Why the activation function must be a non-linear function

Introduction

In neural networks, nonlinear functions are used as activation functions, but I will explain why they are not linear functions.

What is a linear function?

A function whose output is a constant multiple of its input, that is, a straight line function. download.png

Like this.

What is a nonlinear function?

It's a function of non-linear, jerky or crooked lines. download.png

Like this.

In neural networks, you need to use a non-linear function as the activation function. If you use a linear function, the output will be a constant multiple (straight line) of the input. This makes it meaningless to deepen the layer.

why?

Consider one example. Example) A three-layer network using the linear function $ h (x) = ax $ as the activation function

The output $ y $ is $ y (x) = h (h (h (x))) $, which is a one-time $ y (x) = kx $ (but $ k = a ^ 3 $) It can be expressed by multiplication. In other words, it can be expressed by a network without hidden layers. There is no point in making it multi-layered.
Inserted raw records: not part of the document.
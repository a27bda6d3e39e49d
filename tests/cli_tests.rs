use clap::Parser;
use formwork::cli::{Cli, Runner};
use formwork::constants::MISSING_TEMPLATE_PLACEHOLDER;
use formwork::error::ErrorKind;
use test_log::test;
mod utils;
use utils::{template_folder, write_file};

fn run_args(args: &[&str]) -> formwork::error::Result<String> {
    let cli = Cli::parse_from(std::iter::once("formwork").chain(args.iter().copied()));
    Runner::new(cli).run()
}

const FORM_YAML: &str = r#"
fields:
  - name: email
    attributes:
      placeholder: you@example.com
  - name: born
    type: date
  - name: bio
    type: textarea
    value: "<b>hi</b>"
"#;

#[test]
fn test_fields_command_skips_failed_fields() {
    let folder = template_folder(&[("form.yaml", FORM_YAML)]);
    let file = folder.path().join("form.yaml");

    let output = run_args(&["fields", file.to_str().unwrap()]).unwrap();
    let lines: Vec<&str> = output.lines().collect();
    assert_eq!(
        lines,
        vec![
            r#"<input id="email" name="email" placeholder="you@example.com" type="text" />"#,
            r#"<textarea id="bio" name="bio">&lt;b&gt;hi&lt;&#x2f;b&gt;</textarea>"#,
        ]
    );
}

#[test]
fn test_fields_command_flags() {
    let folder = template_folder(&[("form.yaml", FORM_YAML)]);
    let file = folder.path().join("form.yaml");

    let output =
        run_args(&["fields", file.to_str().unwrap(), "--lenient", "--raw-textarea"]).unwrap();
    let lines: Vec<&str> = output.lines().collect();
    assert_eq!(lines.len(), 3);
    assert_eq!(lines[1], r#"<input id="born" name="born" type="text" />"#);
    assert_eq!(lines[2], r#"<textarea id="bio" name="bio"><b>hi</b></textarea>"#);
}

#[test]
fn test_fields_command_reads_config() {
    let folder = template_folder(&[
        ("form.yaml", FORM_YAML),
        ("conf/formwork.yaml", "fields:\n  unknown_types: text\n"),
    ]);
    let file = folder.path().join("form.yaml");
    let conf = folder.path().join("conf");

    let output = run_args(&[
        "fields",
        file.to_str().unwrap(),
        "--config",
        conf.to_str().unwrap(),
    ])
    .unwrap();
    assert_eq!(output.lines().count(), 3);
}

#[test]
fn test_fields_command_keeps_going_past_bad_entries() {
    let folder = template_folder(&[(
        "form.json",
        r#"{"fields": [{"name": "first"}, {"type": "hidden"}, "junk", {"name": "last"}]}"#,
    )]);
    let file = folder.path().join("form.json");

    let output = run_args(&["fields", file.to_str().unwrap()]).unwrap();
    let lines: Vec<&str> = output.lines().collect();
    assert_eq!(
        lines,
        vec![
            r#"<input id="first" name="first" type="text" />"#,
            r#"<input id="last" name="last" type="text" />"#,
        ]
    );
}

#[test]
fn test_fields_command_rejects_duplicate_names() {
    let folder = template_folder(&[("dup.json", r#"[{"name": "a"}, {"name": "a"}]"#)]);
    let file = folder.path().join("dup.json");

    let err = run_args(&["fields", file.to_str().unwrap()]).unwrap_err();
    assert_eq!(err.kind(), ErrorKind::Validation);
}

#[test]
fn test_render_command() {
    let folder = template_folder(&[
        ("hello.mustache", "Hello {{name}}"),
        ("hello.twig", "Hi {{ name }}"),
    ]);
    let root = folder.path().to_str().unwrap();

    let mustache =
        run_args(&["render", "hello", "--root", root, "--context", r#"{"name":"Ada"}"#]);
    assert_eq!(mustache.unwrap(), "Hello Ada");

    let twig = run_args(&[
        "render",
        "hello",
        "-r",
        root,
        "--engine",
        "twig",
        "--context",
        r#"{"name":"Ada"}"#,
    ]);
    assert_eq!(twig.unwrap(), "Hi Ada");

    let verbatim = run_args(&["render", "hello.twig", "-r", root, "-e", "twig", "--no-extension"]);
    assert_eq!(verbatim.unwrap(), "Hi ");
}

#[test]
fn test_render_command_uses_config_engine() {
    let folder = template_folder(&[
        ("views/page.twig", "{{ title | slugify }}"),
        ("formwork.json", r#"{"engine": {"root_path": "views", "kind": "twig"}}"#),
    ]);
    let output = run_args(&[
        "render",
        "page",
        "--config",
        folder.path().to_str().unwrap(),
        "--context",
        r#"{"title":"Contact Us"}"#,
    ])
    .unwrap();
    assert_eq!(output, "contact-us");
}

#[test]
fn test_render_command_root_flag_overrides_config() {
    let folder = template_folder(&[
        ("views/page.twig", "from config"),
        ("other/page.twig", "from flag"),
        ("formwork.yaml", "engine:\n  root_path: views\n  kind: twig\n"),
    ]);
    let other = folder.path().join("other");

    let output = run_args(&[
        "render",
        "page",
        "--root",
        other.to_str().unwrap(),
        "--config",
        folder.path().to_str().unwrap(),
    ])
    .unwrap();
    assert_eq!(output, "from flag");
}

#[test]
fn test_render_command_needs_a_root() {
    let err = run_args(&["render", "page"]).unwrap_err();
    assert!(matches!(err, formwork::error::Error::NoTemplateRoot));
    assert_eq!(err.kind(), ErrorKind::Configuration);
}

#[test]
fn test_render_command_missing_template() {
    let folder = template_folder(&[]);
    let output =
        run_args(&["render", "nothing", "--root", folder.path().to_str().unwrap()]).unwrap();
    assert_eq!(output, MISSING_TEMPLATE_PLACEHOLDER);
}

#[test]
fn test_render_command_rejects_non_object_context() {
    let folder = template_folder(&[("a.mustache", "x")]);
    let root = folder.path().to_str().unwrap();
    let err = run_args(&["render", "a", "--root", root, "--context", "[1]"]).unwrap_err();
    assert_eq!(err.kind(), ErrorKind::Validation);
}

#[test]
fn test_init_command() {
    let folder = template_folder(&[]);
    let root = folder.path().join("site");
    std::fs::create_dir(&root).unwrap();
    write_file(&root, "index.mustache", "home");

    let output = run_args(&["init", root.to_str().unwrap()]).unwrap();
    assert!(output.starts_with("Template folder ready"));
    assert!(root.join("partials").is_dir());
    assert!(root.join("cache").is_dir());
    assert!(root.join("index.mustache").is_file());
}

#[test]
fn test_init_command_missing_root() {
    let folder = template_folder(&[]);
    let err = run_args(&["init", folder.path().join("nope").to_str().unwrap()]).unwrap_err();
    assert_eq!(err.kind(), ErrorKind::Configuration);
}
That's why neural networks use non-linear functions that aren't linear.

in conclusion

This article is recommended. Decompose "complexity" into many "simple" -forward propagation is a repetition of "linear function" and "simple nonlinearity"

Recommended Posts

Why the activation function must be a non-linear function
Regarding the activation function Gelu
What is the activation function?
[Python] Make the function a lambda function
I want to use the activation function Mish
The return value (generator) of a function that combines finally and yield must not be passed directly to next
Create a function to visualize / evaluate the clustering result
Be careful when differentiating the eigenvectors of a matrix
# Function that returns the character code of a string
[Python] Make sure the received function is a user-defined function
What does the last () in a function mean in Python?